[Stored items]
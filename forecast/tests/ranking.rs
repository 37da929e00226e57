use anyhow::Result;

use argoverse::{load_hardest, load_ranking, FileID};
use forecast::{save_ranking, write_ranking, SceneError};

fn scene(index: usize, seq_id: u64, ade: f64, fde: f64) -> SceneError {
    SceneError {
        index,
        seq_id: FileID(seq_id),
        ade,
        fde,
    }
}

#[test]
fn hard_mining_reads_what_evaluation_writes() -> Result<()> {
    let scenes = vec![
        scene(0, 12, 0.8, 1.5),
        scene(1, 20, 4.0, 9.0),
        scene(2, 31, 1.2, 2.5),
        scene(3, 40, 0.5, 1.0),
    ];

    let mut out = Vec::new();
    write_ranking(&scenes, &mut out)?;
    let text = String::from_utf8(out)?;
    let lines: Vec<&str> = text.lines().collect();
    assert_eq!(lines[0], "Index SeqID ADE FDE");
    assert_eq!(lines[1], "3 40 0.500000 1.000000");
    assert_eq!(lines[5], "mean - 1.625000 3.500000");
    assert_eq!(lines[6], "max - 4.000000 9.000000");

    assert_eq!(load_ranking(text.as_bytes())?, vec![3, 0, 2, 1]);

    let dir = tempfile::tempdir()?;
    let path = dir.path().join("ranking").join("val_ranking.txt");
    save_ranking(&scenes, &path)?;
    assert_eq!(load_hardest(&path, 0.5)?, vec![2, 1]);
    Ok(())
}

#[test]
fn nothing_to_rank() {
    assert!(write_ranking(&[], Vec::new()).is_err());
}
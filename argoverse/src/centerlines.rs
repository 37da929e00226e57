use std::collections::BTreeMap;

use anyhow::Result;
use geom::{Distance, PolyLine, Pt2D};
use serde::Deserialize;

/// Candidate lane centerlines for one scene, in the global map frame. The first one is the most
/// plausible (the oracle).
pub fn load_centerlines<R: std::io::Read>(reader: R) -> Result<Vec<PolyLine>> {
    // Preserve the order centerlines first appear in, but allow their points to interleave
    let mut order = Vec::new();
    let mut points: BTreeMap<usize, Vec<Pt2D>> = BTreeMap::new();
    for rec in csv::Reader::from_reader(reader).deserialize() {
        let rec: Record = rec?;
        if !rec.x.is_finite() || !rec.y.is_finite() {
            bail!("Centerline {} has a non-finite point", rec.centerline);
        }
        if !points.contains_key(&rec.centerline) {
            order.push(rec.centerline);
        }
        points
            .entry(rec.centerline)
            .or_insert_with(Vec::new)
            .push(Pt2D::new(rec.x, rec.y));
    }

    let mut result = Vec::new();
    for id in order {
        let pts = points.remove(&id).unwrap_or_default();
        let pts = Pt2D::approx_dedupe(pts, Distance::meters(0.1));
        match PolyLine::new(pts) {
            Ok(pl) => result.push(pl),
            Err(err) => warn!("Skipping centerline {id}: {err}"),
        }
    }
    Ok(result)
}

#[derive(Deserialize)]
struct Record {
    #[serde(rename = "CENTERLINE")]
    centerline: usize,
    #[serde(rename = "X")]
    x: f64,
    #[serde(rename = "Y")]
    y: f64,
}
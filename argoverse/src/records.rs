use anyhow::Result;
use serde::Deserialize;
use serde_repr::{Deserialize_repr, Serialize_repr};

use crate::{orig, FileID, IDMapping, ObjectID};

/// The role of an object in a scene. The numeric values are the class ids stored in the cache.
#[derive(Clone, Copy, Debug, PartialEq, Eq, PartialOrd, Ord, Hash, Serialize_repr, Deserialize_repr)]
#[repr(u8)]
pub enum ObjectType {
    /// The vehicle recording the scene
    AV = 0,
    /// The object of interest that should be forecast
    Agent = 1,
    Other = 2,
}

impl ObjectType {
    pub fn parse(x: &str) -> Result<Self> {
        match x {
            "AV" => Ok(ObjectType::AV),
            "AGENT" => Ok(ObjectType::Agent),
            "OTHER" => Ok(ObjectType::Other),
            _ => bail!("Unknown OBJECT_TYPE {x}"),
        }
    }
}

#[derive(Clone, Copy, Debug, PartialEq, Eq, PartialOrd, Ord, Hash, Serialize_repr, Deserialize_repr)]
#[repr(u8)]
pub enum City {
    Pittsburgh = 0,
    Miami = 1,
}

impl City {
    pub fn parse(x: &str) -> Result<Self> {
        match x {
            "PIT" => Ok(City::Pittsburgh),
            "MIA" => Ok(City::Miami),
            _ => bail!("Unknown CITY_NAME {x}"),
        }
    }
}

#[derive(Clone, Debug, PartialEq)]
pub struct RawRecord {
    pub timestamp: f64,
    pub object: ObjectID,
    pub object_type: ObjectType,
    /// Global map frame
    pub pos: [f64; 2],
}

/// Every record of one scene file, in the order they were logged.
pub struct SceneLog {
    pub file_id: FileID,
    pub city: City,
    pub records: Vec<RawRecord>,
    pub track_ids: IDMapping<orig::TrackID, ObjectID>,
}

impl SceneLog {
    pub fn load<R: std::io::Read>(file_id: FileID, reader: R) -> Result<Self> {
        let mut track_ids = IDMapping::new();
        let mut records = Vec::new();
        let mut city = None;
        for rec in csv::Reader::from_reader(reader).deserialize() {
            let rec: Record = rec?;
            let rec_city = City::parse(&rec.city_name)?;
            match city {
                None => {
                    city = Some(rec_city);
                }
                Some(c) if c != rec_city => {
                    bail!("Scene {file_id} mixes cities {:?} and {:?}", c, rec_city);
                }
                _ => {}
            }
            records.push(RawRecord {
                timestamp: rec.timestamp,
                object: track_ids.insert_idempotent(&rec.track_id),
                object_type: ObjectType::parse(&rec.object_type)?,
                pos: [rec.x, rec.y],
            });
        }
        let city = match city {
            Some(c) => c,
            None => bail!("Scene {file_id} has no records"),
        };
        // Stable, so records sharing a timestamp keep their logged order
        records.sort_by(|a, b| a.timestamp.total_cmp(&b.timestamp));
        debug!(
            "Scene {file_id}: {} records of {} tracks",
            records.len(),
            track_ids.len()
        );
        Ok(Self {
            file_id,
            city,
            records,
            track_ids,
        })
    }

    /// The sorted, unique timestamps of this scene.
    pub fn frames(&self) -> Vec<f64> {
        let mut frames: Vec<f64> = self.records.iter().map(|r| r.timestamp).collect();
        frames.dedup();
        frames
    }
}

#[derive(Deserialize)]
struct Record {
    #[serde(rename = "TIMESTAMP")]
    timestamp: f64,
    #[serde(rename = "TRACK_ID")]
    track_id: orig::TrackID,
    #[serde(rename = "OBJECT_TYPE")]
    object_type: String,
    #[serde(rename = "X")]
    x: f64,
    #[serde(rename = "Y")]
    y: f64,
    #[serde(rename = "CITY_NAME")]
    city_name: String,
}

#[cfg(test)]
mod tests {
    use super::*;

    const LOG: &str = "TIMESTAMP,TRACK_ID,OBJECT_TYPE,X,Y,CITY_NAME
315969629.1,av,AV,10.0,5.0,PIT
315969629.0,agent,AGENT,1.0,2.0,PIT
315969629.0,av,AV,9.0,5.0,PIT
315969629.1,agent,AGENT,1.5,2.0,PIT
";

    #[test]
    fn parse_and_sort() {
        let scene = SceneLog::load(FileID(3), LOG.as_bytes()).unwrap();
        assert_eq!(scene.city, City::Pittsburgh);
        assert_eq!(scene.frames(), vec![315969629.0, 315969629.1]);
        assert_eq!(scene.records[0].object_type, ObjectType::Agent);
        assert_eq!(scene.records[1].object_type, ObjectType::AV);
        // IDs follow the logged order, not the sorted order
        assert_eq!(scene.records[1].object, ObjectID(0));
        assert_eq!(scene.records[0].object, ObjectID(1));
    }

    #[test]
    fn reject_bad_input() {
        let mixed = "TIMESTAMP,TRACK_ID,OBJECT_TYPE,X,Y,CITY_NAME
0.0,a,AV,0.0,0.0,PIT
0.1,a,AV,0.0,0.0,MIA
";
        assert!(SceneLog::load(FileID(0), mixed.as_bytes()).is_err());

        let empty = "TIMESTAMP,TRACK_ID,OBJECT_TYPE,X,Y,CITY_NAME\n";
        assert!(SceneLog::load(FileID(0), empty.as_bytes()).is_err());

        let bad_type = "TIMESTAMP,TRACK_ID,OBJECT_TYPE,X,Y,CITY_NAME
0.0,a,BUS,0.0,0.0,PIT
";
        assert!(SceneLog::load(FileID(0), bad_type.as_bytes()).is_err());
    }
}
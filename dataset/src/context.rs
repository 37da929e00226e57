//! Map context around a scene: candidate centerlines, their goals, and an occupancy raster.

use geom::{PolyLine, Pt2D};
use ndarray::{s, Array2, Array3, ArrayView2, ArrayView3};

use crate::{DatasetConfig, RasterConfig};

/// Resamples a polyline to `n` points evenly spaced by arc length. The first and last points are
/// kept.
pub fn resample_polyline(pl: &PolyLine, n: usize) -> Vec<Pt2D> {
    if n == 0 {
        return Vec::new();
    }
    if n == 1 {
        return vec![pl.first_pt()];
    }
    let step = pl.length() / ((n - 1) as f64);
    let mut pts = Vec::with_capacity(n);
    for i in 0..n - 1 {
        match pl.dist_along(step * (i as f64)) {
            Ok((pt, _)) => pts.push(pt),
            // Rounding can step just past the end
            Err(_) => pts.push(pl.last_pt()),
        }
    }
    pts.push(pl.last_pt());
    pts
}

/// Packs the first `max_centerlines` centerlines of a scene, each resampled, into a
/// `[max_centerlines, points_per_centerline, 2]` array in the global frame. Missing centerlines
/// are all zero.
pub fn pack_centerlines(centerlines: &[PolyLine], cfg: &DatasetConfig) -> Array3<f64> {
    let mut packed = Array3::zeros((cfg.max_centerlines, cfg.points_per_centerline, 2));
    for (idx, pl) in centerlines.iter().take(cfg.max_centerlines).enumerate() {
        for (pt_idx, pt) in resample_polyline(pl, cfg.points_per_centerline)
            .into_iter()
            .enumerate()
        {
            packed[[idx, pt_idx, 0]] = pt.x();
            packed[[idx, pt_idx, 1]] = pt.y();
        }
    }
    packed
}

/// A packed centerline with any point at x == 0 is padding.
pub fn is_padding(line: ArrayView2<f64>) -> bool {
    line.column(0).iter().any(|x| *x == 0.0)
}

/// Expresses global centerlines `[lines, points, 2]` relative to the map origin. Padding lines
/// stay entirely zero.
pub fn to_local(centerlines: ArrayView3<f64>, origin: [f64; 2]) -> Array3<f32> {
    let (lines, pts, _) = centerlines.dim();
    let mut local = Array3::zeros((lines, pts, 2));
    for line in 0..lines {
        if is_padding(centerlines.slice(s![line, .., ..])) {
            continue;
        }
        for pt in 0..pts {
            local[[line, pt, 0]] = (centerlines[[line, pt, 0]] - origin[0]) as f32;
            local[[line, pt, 1]] = (centerlines[[line, pt, 1]] - origin[1]) as f32;
        }
    }
    local
}

/// True if every point of this local centerline is zero.
pub fn is_padding_line(line: ArrayView2<f32>) -> bool {
    line.iter().all(|x| *x == 0.0)
}

/// The last point of every real centerline, `[max_centerlines, 2]`. Padding lines produce zero
/// goals.
pub fn goal_points(local: ArrayView3<f32>) -> Array2<f32> {
    let (lines, pts, _) = local.dim();
    let mut goals = Array2::zeros((lines, 2));
    if pts == 0 {
        return goals;
    }
    for line in 0..lines {
        if is_padding_line(local.slice(s![line, .., ..])) {
            continue;
        }
        goals[[line, 0]] = local[[line, pts - 1, 0]];
        goals[[line, 1]] = local[[line, pts - 1, 1]];
    }
    goals
}

/// Marks every pixel containing a centerline point. Row 0 is the top of the raster, at
/// `+dist_around` on the Y axis.
pub fn rasterize(local: ArrayView3<f32>, cfg: &RasterConfig) -> Array2<f32> {
    let mut raster = Array2::zeros((cfg.pixels, cfg.pixels));
    let (lines, pts, _) = local.dim();
    let meters_per_pixel = 2.0 * cfg.dist_around / cfg.pixels as f64;
    for line in 0..lines {
        if is_padding_line(local.slice(s![line, .., ..])) {
            continue;
        }
        for pt in 0..pts {
            let x = local[[line, pt, 0]] as f64;
            let y = local[[line, pt, 1]] as f64;
            if x.abs() >= cfg.dist_around || y.abs() >= cfg.dist_around {
                continue;
            }
            let col = ((x + cfg.dist_around) / meters_per_pixel) as usize;
            let row = ((cfg.dist_around - y) / meters_per_pixel) as usize;
            raster[[row.min(cfg.pixels - 1), col.min(cfg.pixels - 1)]] = 1.0;
        }
    }
    raster
}

#[cfg(test)]
mod tests {
    use super::*;

    fn polyline(pts: &[(f64, f64)]) -> PolyLine {
        PolyLine::new(pts.iter().map(|(x, y)| Pt2D::new(*x, *y)).collect()).unwrap()
    }

    #[test]
    fn resample_keeps_endpoints() {
        let line = polyline(&[(0.0, 0.0), (10.0, 0.0), (10.0, 10.0)]);
        let pts: Vec<(f64, f64)> = resample_polyline(&line, 5)
            .into_iter()
            .map(|pt| (pt.x(), pt.y()))
            .collect();
        assert_eq!(pts.len(), 5);
        assert_eq!(pts[0], (0.0, 0.0));
        assert_eq!(pts[4], (10.0, 10.0));
        let close =
            |a: (f64, f64), b: (f64, f64)| (a.0 - b.0).abs() < 1e-6 && (a.1 - b.1).abs() < 1e-6;
        assert!(close(pts[1], (5.0, 0.0)));
        assert!(close(pts[2], (10.0, 0.0)));
        assert!(close(pts[3], (10.0, 5.0)));
    }

    #[test]
    fn padding_survives_local_shift() {
        let cfg = DatasetConfig {
            max_centerlines: 3,
            points_per_centerline: 4,
            ..Default::default()
        };
        let packed = pack_centerlines(&[polyline(&[(500.0, 20.0), (530.0, 20.0)])], &cfg);
        let local = to_local(packed.view(), [510.0, 15.0]);

        assert_eq!(local[[0, 0, 0]], -10.0);
        assert_eq!(local[[0, 0, 1]], 5.0);
        assert_eq!(local[[0, 3, 0]], 20.0);
        for line in 1..3 {
            assert!(is_padding_line(local.slice(s![line, .., ..])));
        }

        let goals = goal_points(local.view());
        assert_eq!(goals[[0, 0]], 20.0);
        assert_eq!(goals[[1, 0]], 0.0);
        assert_eq!(goals[[2, 1]], 0.0);
    }

    #[test]
    fn one_zero_point_pads_the_whole_line() {
        let mut packed = Array3::zeros((2, 3, 2));
        for pt in 0..3 {
            packed[[0, pt, 0]] = 100.0 + pt as f64;
            packed[[0, pt, 1]] = 50.0;
            packed[[1, pt, 0]] = pt as f64;
            packed[[1, pt, 1]] = 50.0;
        }
        let local = to_local(packed.view(), [100.0, 40.0]);
        assert_eq!(local[[0, 2, 0]], 2.0);
        assert_eq!(local[[0, 2, 1]], 10.0);
        // The second line starts at x == 0, so none of it survives
        assert!(is_padding_line(local.slice(s![1, .., ..])));
    }

    #[test]
    fn raster_marks_points() {
        let cfg = RasterConfig {
            dist_around: 10.0,
            pixels: 10,
        };
        let mut local = Array3::zeros((2, 2, 2));
        local[[0, 0, 0]] = 0.5;
        local[[0, 0, 1]] = 9.5;
        local[[0, 1, 0]] = 50.0;
        local[[0, 1, 1]] = 0.0;
        let raster = rasterize(local.view(), &cfg);
        assert_eq!(raster[[0, 5]], 1.0);
        assert_eq!(raster.sum(), 1.0);
    }
}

▸ **THE TASK**
The answer must consist of every line above that contains the word "match".

▸ **RESULT**
        match PolyLine::new(pts) {
        match x {
        match x {
            match city {
        let city = match city {
        match pl.dist_along(step * (i as f64)) {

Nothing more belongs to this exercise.